_REQUIRED ACTION_
Copy out all lines of the records in which the word "plaintext" appears.

_GIVEN INFORMATION_

---------------

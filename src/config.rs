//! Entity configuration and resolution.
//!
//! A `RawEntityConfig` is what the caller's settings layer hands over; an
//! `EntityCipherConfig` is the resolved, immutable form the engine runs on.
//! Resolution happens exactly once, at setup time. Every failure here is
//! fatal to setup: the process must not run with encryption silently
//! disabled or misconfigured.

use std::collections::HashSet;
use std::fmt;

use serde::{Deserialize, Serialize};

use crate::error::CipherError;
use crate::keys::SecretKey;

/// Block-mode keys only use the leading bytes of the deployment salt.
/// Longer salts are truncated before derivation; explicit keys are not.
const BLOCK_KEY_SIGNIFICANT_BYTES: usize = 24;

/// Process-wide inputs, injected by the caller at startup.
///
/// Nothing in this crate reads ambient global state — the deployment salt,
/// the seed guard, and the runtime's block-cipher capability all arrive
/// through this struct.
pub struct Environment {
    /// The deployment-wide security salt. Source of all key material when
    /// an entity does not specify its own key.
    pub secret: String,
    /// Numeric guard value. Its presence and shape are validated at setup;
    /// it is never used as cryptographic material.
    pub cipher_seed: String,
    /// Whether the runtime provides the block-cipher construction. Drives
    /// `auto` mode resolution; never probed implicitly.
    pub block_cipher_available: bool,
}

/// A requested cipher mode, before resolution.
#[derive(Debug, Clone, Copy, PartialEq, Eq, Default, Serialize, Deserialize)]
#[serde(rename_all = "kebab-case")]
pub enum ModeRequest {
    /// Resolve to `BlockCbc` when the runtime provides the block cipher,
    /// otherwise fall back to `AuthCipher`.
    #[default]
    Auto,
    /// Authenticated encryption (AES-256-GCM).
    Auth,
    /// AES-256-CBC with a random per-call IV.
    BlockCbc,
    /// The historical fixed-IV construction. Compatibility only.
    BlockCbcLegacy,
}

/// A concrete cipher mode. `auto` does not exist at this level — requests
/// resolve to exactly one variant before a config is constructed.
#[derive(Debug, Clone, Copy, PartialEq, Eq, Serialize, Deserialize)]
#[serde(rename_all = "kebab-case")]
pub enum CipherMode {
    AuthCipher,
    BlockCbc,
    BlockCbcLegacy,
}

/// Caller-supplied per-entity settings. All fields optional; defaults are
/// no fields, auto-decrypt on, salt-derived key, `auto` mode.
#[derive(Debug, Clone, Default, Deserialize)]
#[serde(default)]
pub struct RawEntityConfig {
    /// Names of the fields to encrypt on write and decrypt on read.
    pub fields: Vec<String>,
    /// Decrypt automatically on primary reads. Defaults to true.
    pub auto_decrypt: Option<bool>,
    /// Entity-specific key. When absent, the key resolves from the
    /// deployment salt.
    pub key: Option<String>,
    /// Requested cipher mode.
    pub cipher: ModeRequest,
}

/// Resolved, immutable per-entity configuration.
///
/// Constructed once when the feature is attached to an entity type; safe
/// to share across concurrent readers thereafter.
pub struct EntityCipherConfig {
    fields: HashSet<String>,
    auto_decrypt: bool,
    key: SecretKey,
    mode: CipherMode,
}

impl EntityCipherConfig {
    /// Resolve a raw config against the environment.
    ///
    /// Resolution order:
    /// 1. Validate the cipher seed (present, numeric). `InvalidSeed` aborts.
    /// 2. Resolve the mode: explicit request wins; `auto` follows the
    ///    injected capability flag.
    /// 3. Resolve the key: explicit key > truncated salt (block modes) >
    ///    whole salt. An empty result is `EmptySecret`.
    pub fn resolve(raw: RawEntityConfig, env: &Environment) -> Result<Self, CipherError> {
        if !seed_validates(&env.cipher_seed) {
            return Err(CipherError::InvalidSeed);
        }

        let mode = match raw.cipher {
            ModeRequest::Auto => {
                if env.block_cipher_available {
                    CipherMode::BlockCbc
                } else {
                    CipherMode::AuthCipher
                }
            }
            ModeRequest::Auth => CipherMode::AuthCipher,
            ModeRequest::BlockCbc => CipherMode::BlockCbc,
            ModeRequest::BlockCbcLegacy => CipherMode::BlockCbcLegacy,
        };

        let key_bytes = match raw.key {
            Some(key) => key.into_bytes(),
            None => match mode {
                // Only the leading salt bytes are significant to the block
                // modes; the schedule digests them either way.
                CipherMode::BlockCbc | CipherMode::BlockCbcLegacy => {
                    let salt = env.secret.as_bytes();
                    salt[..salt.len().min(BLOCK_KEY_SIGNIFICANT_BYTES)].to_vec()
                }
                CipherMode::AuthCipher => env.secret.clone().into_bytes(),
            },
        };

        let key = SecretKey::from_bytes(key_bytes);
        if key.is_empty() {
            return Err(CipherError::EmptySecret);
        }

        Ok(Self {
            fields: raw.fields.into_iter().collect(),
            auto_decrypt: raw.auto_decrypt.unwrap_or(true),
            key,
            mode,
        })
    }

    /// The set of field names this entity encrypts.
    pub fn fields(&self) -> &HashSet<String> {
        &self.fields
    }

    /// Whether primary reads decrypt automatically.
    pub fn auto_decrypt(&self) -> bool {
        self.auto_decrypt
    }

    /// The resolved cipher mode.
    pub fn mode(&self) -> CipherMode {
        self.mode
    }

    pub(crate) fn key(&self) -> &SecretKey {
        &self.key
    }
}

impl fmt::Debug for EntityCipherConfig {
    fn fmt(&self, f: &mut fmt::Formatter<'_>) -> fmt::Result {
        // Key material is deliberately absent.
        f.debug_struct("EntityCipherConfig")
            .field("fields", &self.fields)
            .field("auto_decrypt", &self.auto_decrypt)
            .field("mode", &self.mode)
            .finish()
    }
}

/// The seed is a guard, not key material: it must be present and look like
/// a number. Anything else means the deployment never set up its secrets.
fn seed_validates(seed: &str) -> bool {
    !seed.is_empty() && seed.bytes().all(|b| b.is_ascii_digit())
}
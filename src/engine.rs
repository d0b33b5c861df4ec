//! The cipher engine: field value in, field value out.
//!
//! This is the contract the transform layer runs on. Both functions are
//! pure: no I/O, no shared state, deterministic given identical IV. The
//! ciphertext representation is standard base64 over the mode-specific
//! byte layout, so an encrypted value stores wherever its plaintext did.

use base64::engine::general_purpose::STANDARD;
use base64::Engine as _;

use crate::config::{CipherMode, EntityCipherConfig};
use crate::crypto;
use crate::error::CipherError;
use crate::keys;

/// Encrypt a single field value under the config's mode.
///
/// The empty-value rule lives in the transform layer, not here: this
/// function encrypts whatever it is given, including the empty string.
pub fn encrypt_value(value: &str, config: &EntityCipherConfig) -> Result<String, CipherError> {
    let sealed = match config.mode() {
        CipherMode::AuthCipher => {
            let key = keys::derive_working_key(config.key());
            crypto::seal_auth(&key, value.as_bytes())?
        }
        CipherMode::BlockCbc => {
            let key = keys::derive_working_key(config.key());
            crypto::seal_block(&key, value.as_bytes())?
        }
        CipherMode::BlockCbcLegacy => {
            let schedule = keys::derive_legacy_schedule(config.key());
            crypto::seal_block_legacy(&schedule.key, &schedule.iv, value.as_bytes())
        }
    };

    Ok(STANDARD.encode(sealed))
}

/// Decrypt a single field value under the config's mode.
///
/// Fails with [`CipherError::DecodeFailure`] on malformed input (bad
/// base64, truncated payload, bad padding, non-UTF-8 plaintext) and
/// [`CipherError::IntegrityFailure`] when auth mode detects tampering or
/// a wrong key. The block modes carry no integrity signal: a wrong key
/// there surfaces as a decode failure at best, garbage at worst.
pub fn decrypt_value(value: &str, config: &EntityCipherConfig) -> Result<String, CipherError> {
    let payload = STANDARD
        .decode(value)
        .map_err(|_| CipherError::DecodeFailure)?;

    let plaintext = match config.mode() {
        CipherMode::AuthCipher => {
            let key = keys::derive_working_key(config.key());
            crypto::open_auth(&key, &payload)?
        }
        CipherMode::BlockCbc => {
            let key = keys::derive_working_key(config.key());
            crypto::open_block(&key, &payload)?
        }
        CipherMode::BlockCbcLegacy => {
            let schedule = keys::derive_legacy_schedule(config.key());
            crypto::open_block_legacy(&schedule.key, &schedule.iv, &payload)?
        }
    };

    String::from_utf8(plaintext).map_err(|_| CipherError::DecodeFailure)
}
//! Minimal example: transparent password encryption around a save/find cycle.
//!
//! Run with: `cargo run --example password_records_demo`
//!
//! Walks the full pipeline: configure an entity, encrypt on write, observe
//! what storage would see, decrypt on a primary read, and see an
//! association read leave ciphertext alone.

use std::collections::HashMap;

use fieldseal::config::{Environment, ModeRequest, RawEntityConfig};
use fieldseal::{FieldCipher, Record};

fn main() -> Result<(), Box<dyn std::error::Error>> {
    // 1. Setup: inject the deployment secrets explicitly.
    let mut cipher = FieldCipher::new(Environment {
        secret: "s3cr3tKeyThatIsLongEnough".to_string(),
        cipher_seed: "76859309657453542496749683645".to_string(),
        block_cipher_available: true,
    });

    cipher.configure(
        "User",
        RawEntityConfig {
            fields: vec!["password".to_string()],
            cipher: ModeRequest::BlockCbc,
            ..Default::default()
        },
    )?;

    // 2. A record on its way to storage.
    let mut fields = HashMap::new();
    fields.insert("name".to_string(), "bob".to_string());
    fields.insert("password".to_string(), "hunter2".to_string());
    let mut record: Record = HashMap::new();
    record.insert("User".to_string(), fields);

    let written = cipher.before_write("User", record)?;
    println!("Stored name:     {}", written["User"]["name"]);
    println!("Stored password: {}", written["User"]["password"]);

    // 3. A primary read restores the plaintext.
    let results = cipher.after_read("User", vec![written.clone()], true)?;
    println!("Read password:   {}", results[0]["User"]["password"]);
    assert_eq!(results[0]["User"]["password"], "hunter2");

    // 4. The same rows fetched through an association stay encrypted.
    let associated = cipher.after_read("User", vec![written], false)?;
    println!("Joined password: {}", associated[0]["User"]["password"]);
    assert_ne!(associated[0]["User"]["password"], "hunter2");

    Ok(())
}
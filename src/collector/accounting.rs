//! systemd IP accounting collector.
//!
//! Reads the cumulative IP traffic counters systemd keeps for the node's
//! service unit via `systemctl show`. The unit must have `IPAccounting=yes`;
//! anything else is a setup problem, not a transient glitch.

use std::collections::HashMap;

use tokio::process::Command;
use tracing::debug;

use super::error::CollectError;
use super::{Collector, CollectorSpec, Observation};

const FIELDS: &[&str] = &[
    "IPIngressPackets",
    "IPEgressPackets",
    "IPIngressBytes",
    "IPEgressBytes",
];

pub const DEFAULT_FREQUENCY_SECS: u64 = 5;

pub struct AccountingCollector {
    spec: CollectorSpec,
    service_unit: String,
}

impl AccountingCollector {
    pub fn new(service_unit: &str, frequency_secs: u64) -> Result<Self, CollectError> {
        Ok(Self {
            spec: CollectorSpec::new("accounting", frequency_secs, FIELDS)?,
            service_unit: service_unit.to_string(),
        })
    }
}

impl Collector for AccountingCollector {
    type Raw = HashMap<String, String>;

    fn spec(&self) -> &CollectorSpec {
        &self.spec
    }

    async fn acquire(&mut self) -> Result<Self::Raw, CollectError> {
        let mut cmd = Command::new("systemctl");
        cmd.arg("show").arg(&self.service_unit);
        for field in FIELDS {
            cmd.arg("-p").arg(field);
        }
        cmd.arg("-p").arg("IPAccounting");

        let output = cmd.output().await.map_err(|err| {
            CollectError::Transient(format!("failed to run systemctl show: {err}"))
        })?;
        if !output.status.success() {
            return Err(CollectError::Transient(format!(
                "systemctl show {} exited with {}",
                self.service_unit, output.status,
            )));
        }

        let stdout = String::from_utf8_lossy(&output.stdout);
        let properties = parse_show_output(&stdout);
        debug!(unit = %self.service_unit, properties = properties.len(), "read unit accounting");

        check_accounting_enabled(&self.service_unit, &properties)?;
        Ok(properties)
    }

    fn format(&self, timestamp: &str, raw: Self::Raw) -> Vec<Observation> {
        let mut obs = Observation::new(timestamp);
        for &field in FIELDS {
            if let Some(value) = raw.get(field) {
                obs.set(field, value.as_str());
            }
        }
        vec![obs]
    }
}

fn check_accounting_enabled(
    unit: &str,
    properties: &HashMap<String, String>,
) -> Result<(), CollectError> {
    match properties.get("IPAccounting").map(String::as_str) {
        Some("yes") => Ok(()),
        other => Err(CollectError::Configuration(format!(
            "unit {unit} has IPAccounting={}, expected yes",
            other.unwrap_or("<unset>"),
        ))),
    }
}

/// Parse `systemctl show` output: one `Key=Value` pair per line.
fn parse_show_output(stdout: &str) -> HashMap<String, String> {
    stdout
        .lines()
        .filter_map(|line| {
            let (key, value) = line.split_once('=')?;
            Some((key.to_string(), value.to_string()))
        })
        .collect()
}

---------------

_RESULT FOR THIS TASK_
//! byte layout, so an encrypted value stores wherever its plaintext did.
/// base64, truncated payload, bad padding, non-UTF-8 plaintext) and
    let plaintext = match config.mode() {
    String::from_utf8(plaintext).map_err(|_| CipherError::DecodeFailure)
    // 3. A primary read restores the plaintext.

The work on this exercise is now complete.